- **PROBLEM REQUIREMENTS**:
From the entries below, copy every line that holds the word "device".

- **THE RECORDS**:
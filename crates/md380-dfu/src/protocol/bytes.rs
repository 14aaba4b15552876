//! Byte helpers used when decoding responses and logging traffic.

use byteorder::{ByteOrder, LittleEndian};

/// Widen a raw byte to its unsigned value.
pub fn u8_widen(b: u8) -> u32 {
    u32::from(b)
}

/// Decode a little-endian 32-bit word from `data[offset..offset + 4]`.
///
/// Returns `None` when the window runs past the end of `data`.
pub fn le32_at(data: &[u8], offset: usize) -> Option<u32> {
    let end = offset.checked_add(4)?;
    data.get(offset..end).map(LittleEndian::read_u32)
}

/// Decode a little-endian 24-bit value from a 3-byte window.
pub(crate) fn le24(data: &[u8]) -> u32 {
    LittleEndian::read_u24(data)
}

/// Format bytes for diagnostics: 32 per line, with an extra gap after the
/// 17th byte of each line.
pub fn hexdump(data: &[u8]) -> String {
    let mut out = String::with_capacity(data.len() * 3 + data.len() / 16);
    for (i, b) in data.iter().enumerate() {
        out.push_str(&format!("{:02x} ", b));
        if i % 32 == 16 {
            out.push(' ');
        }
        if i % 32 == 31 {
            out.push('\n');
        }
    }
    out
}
==
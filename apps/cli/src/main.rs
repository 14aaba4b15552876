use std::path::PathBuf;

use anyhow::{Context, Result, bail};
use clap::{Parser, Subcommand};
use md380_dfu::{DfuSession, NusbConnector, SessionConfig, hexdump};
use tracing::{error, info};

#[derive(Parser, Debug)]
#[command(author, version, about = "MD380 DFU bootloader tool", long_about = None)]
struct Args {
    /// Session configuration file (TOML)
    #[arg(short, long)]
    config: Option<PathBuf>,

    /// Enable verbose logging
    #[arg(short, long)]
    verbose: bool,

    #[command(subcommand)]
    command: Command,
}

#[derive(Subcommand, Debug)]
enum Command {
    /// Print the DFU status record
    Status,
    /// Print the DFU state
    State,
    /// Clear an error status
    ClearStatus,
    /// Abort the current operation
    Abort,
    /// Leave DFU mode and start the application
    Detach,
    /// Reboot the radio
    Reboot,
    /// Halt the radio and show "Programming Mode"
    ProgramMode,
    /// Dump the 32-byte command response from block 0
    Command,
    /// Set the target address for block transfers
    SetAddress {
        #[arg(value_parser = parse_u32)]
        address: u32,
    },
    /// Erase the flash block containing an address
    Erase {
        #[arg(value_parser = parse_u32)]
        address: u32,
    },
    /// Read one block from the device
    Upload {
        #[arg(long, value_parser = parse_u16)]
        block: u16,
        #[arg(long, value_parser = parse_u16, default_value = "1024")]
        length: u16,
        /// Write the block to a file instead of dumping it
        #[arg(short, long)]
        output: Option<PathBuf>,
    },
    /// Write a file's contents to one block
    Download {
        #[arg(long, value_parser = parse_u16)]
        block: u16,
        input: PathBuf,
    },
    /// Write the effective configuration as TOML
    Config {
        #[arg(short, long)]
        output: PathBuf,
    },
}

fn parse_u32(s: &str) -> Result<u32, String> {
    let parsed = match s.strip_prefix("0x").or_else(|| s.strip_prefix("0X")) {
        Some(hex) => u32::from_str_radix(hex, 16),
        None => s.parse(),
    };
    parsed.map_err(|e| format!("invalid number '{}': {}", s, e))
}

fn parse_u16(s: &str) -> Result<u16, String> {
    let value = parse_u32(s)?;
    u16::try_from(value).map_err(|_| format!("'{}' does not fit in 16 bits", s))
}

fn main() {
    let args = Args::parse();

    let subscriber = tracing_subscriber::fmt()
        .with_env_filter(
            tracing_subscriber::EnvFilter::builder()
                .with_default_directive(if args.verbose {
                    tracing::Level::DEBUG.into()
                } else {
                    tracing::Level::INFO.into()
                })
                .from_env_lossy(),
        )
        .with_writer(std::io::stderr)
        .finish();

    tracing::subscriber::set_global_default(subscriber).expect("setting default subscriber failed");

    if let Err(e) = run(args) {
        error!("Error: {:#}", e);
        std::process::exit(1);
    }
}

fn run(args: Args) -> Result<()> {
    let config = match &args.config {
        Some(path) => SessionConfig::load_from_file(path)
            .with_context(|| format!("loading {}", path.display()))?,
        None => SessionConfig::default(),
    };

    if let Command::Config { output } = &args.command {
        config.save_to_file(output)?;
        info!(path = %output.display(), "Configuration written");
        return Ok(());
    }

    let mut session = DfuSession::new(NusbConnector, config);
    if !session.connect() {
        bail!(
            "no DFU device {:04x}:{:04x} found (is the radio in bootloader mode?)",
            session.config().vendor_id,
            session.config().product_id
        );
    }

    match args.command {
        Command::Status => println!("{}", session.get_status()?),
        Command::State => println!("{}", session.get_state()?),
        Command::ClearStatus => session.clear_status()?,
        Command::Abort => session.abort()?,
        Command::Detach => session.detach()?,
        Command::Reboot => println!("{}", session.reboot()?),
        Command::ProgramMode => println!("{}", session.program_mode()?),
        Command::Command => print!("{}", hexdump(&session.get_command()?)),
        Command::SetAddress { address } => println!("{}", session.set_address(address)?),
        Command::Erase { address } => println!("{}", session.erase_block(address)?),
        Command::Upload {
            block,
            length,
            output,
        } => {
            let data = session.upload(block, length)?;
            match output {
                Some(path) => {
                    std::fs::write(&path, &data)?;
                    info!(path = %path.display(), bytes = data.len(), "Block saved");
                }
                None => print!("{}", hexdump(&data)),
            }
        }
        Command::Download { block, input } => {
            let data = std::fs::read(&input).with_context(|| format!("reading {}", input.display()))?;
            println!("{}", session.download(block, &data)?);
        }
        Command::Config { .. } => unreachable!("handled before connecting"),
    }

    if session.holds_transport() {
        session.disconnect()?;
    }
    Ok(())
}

- **ANSWER TO THE PROBLEM**:
    /// Read one block from the device
            "no DFU device {:04x}:{:04x} found (is the radio in bootloader mode?)",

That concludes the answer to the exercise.